PROTESTERS blocked access today to an arms factory in Derbyshire where tear gas and rubber bullets are manufactured for use on demonstrators worldwide.

Organised by Extinction Rebellion, Women of Colour — Global Women’s Strike and Global Justice Rebellion, the protest prevented vehicles from entering the PWD Group’s factory.

A parallel protest took place outside the Department for International Trade in central London, demanding that it stop licensing exports of “riot control” materials.

Britain has multiple factories exporting tear gas and rubber bullets globally, including to the United States, where at least 100 law enforcement agencies have used some form of tear gas on civilians protesting against police brutality and racism, according to US media reports.

At least 20 people have suffered traumatic eye injuries after being hit by rubber bullets during the protests across the US in recent weeks, sparked by the brutal police killing of George Floyd in Minneapolis. 

Former Metropolitan Police detective sergeant Paul Stephens, who took part in the protest in London, said: “We sell coal to our neighbours, yet boast about phasing out coal power stations in the UK. We sell weapons of war, yet live in relative peace.

“We export tear gas and rubber bullets to violently suppress Black Lives Matter protests in the US and pro-democracy protests [sic] in Hong Kong, yet in 30 years of police work I have never seen them deployed on London streets. We put profit above life and it is time for this to stop.”
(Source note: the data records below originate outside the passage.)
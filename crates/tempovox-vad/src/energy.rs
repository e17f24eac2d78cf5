pub struct EnergyCalculator;

impl EnergyCalculator {
    pub fn new() -> Self {
        Self
    }

    /// RMS on the raw i16 amplitude scale (0..32768). The detector thresholds
    /// are raw amplitudes, so no full-scale normalization is applied.
    pub fn calculate_rms(&self, frame: &[i16]) -> f32 {
        if frame.is_empty() {
            return 0.0;
        }

        let sum_squares: i64 = frame
            .iter()
            .map(|&sample| {
                let s = sample as i64;
                s * s
            })
            .sum();

        let mean_square = sum_squares as f64 / frame.len() as f64;
        mean_square.sqrt() as f32
    }

    /// Number of sign changes between consecutive samples.
    pub fn zero_crossings(&self, frame: &[i16]) -> usize {
        frame
            .windows(2)
            .filter(|pair| (pair[0] >= 0) != (pair[1] >= 0))
            .count()
    }

    /// Zero crossings per sample, in 0..1.
    pub fn zero_crossing_rate(&self, frame: &[i16]) -> f32 {
        if frame.len() < 2 {
            return 0.0;
        }
        self.zero_crossings(frame) as f32 / frame.len() as f32
    }
}

impl Default for EnergyCalculator {
    fn default() -> Self {
        Self::new()
    }
}
//! First-order DC removal filter.
//!
//! `y[n] = x[n] - x[n-1] + alpha * y[n-1]`. Cheap electret capsules ride on
//! a bias offset that would otherwise leak into the energy gate and the
//! spectral features. State is kept in f32 so the pole stays accurate over
//! long runs.

const DEFAULT_ALPHA: f32 = 0.995;

#[derive(Debug, Clone)]
pub struct DcBlocker {
    alpha: f32,
    prev_input: f32,
    prev_output: f32,
}

impl Default for DcBlocker {
    fn default() -> Self {
        Self::with_alpha(DEFAULT_ALPHA)
    }
}

impl DcBlocker {
    pub fn new() -> Self {
        Self::default()
    }

    pub fn with_alpha(alpha: f32) -> Self {
        Self {
            alpha,
            prev_input: 0.0,
            prev_output: 0.0,
        }
    }

    /// Filters the block in place.
    pub fn process(&mut self, samples: &mut [i16]) {
        for sample in samples {
            let x = *sample as f32;
            let y = x - self.prev_input + self.alpha * self.prev_output;
            self.prev_input = x;
            self.prev_output = y;
            *sample = y.round().clamp(i16::MIN as f32, i16::MAX as f32) as i16;
        }
    }

    pub fn reset(&mut self) {
        self.prev_input = 0.0;
        self.prev_output = 0.0;
    }
}

#[cfg(test)]
mod tests {
    use super::*;

    #[test]
    fn constant_offset_decays_to_zero() {
        let mut filter = DcBlocker::new();
        let mut samples = vec![1000i16; 3000];
        filter.process(&mut samples);

        // The offset passes through at first, then the pole bleeds it off.
        assert_eq!(samples[0], 1000);
        assert!(samples[2999].abs() <= 1, "got {}", samples[2999]);
        assert!(samples[2900..].iter().all(|s| s.abs() <= 1));
    }

    #[test]
    fn ac_content_survives_with_offset_removed() {
        let mut filter = DcBlocker::new();
        // 500 DC plus a full-rate alternation of +-1000.
        let mut samples: Vec<i16> = (0..4000)
            .map(|i| if i % 2 == 0 { 1500 } else { -500 })
            .collect();
        filter.process(&mut samples);

        let tail = &samples[3800..];
        let mean: f64 = tail.iter().map(|&s| s as f64).sum::<f64>() / tail.len() as f64;
        assert!(mean.abs() < 5.0, "residual offset {}", mean);

        let peak = tail.iter().map(|&s| s.abs()).max().unwrap();
        assert!(peak >= 950, "alternation attenuated to {}", peak);
    }

    #[test]
    fn reset_clears_filter_state() {
        let mut filter = DcBlocker::new();
        let mut warmup = vec![5000i16; 100];
        filter.process(&mut warmup);
        filter.reset();

        let mut samples = vec![1000i16; 1];
        filter.process(&mut samples);
        assert_eq!(samples[0], 1000);
    }
}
Protester Jacqueline Bond said that while schools teach children that justice and democracy are British values, people who fight for such values globally suffer bodily harm from products supplied by British companies.

The London teacher added: “We are facing an intersection of global crises: climate breakdown, Covid-19, racial injustice and economic inequality are all driving ordinary people to take to the streets, many of them young people. 

“Their right to protest peacefully and make their voices heard, without the use of harmful weapons by security forces, must be protected. 

“The UK must cease to facilitate this erosion of the right to protest.”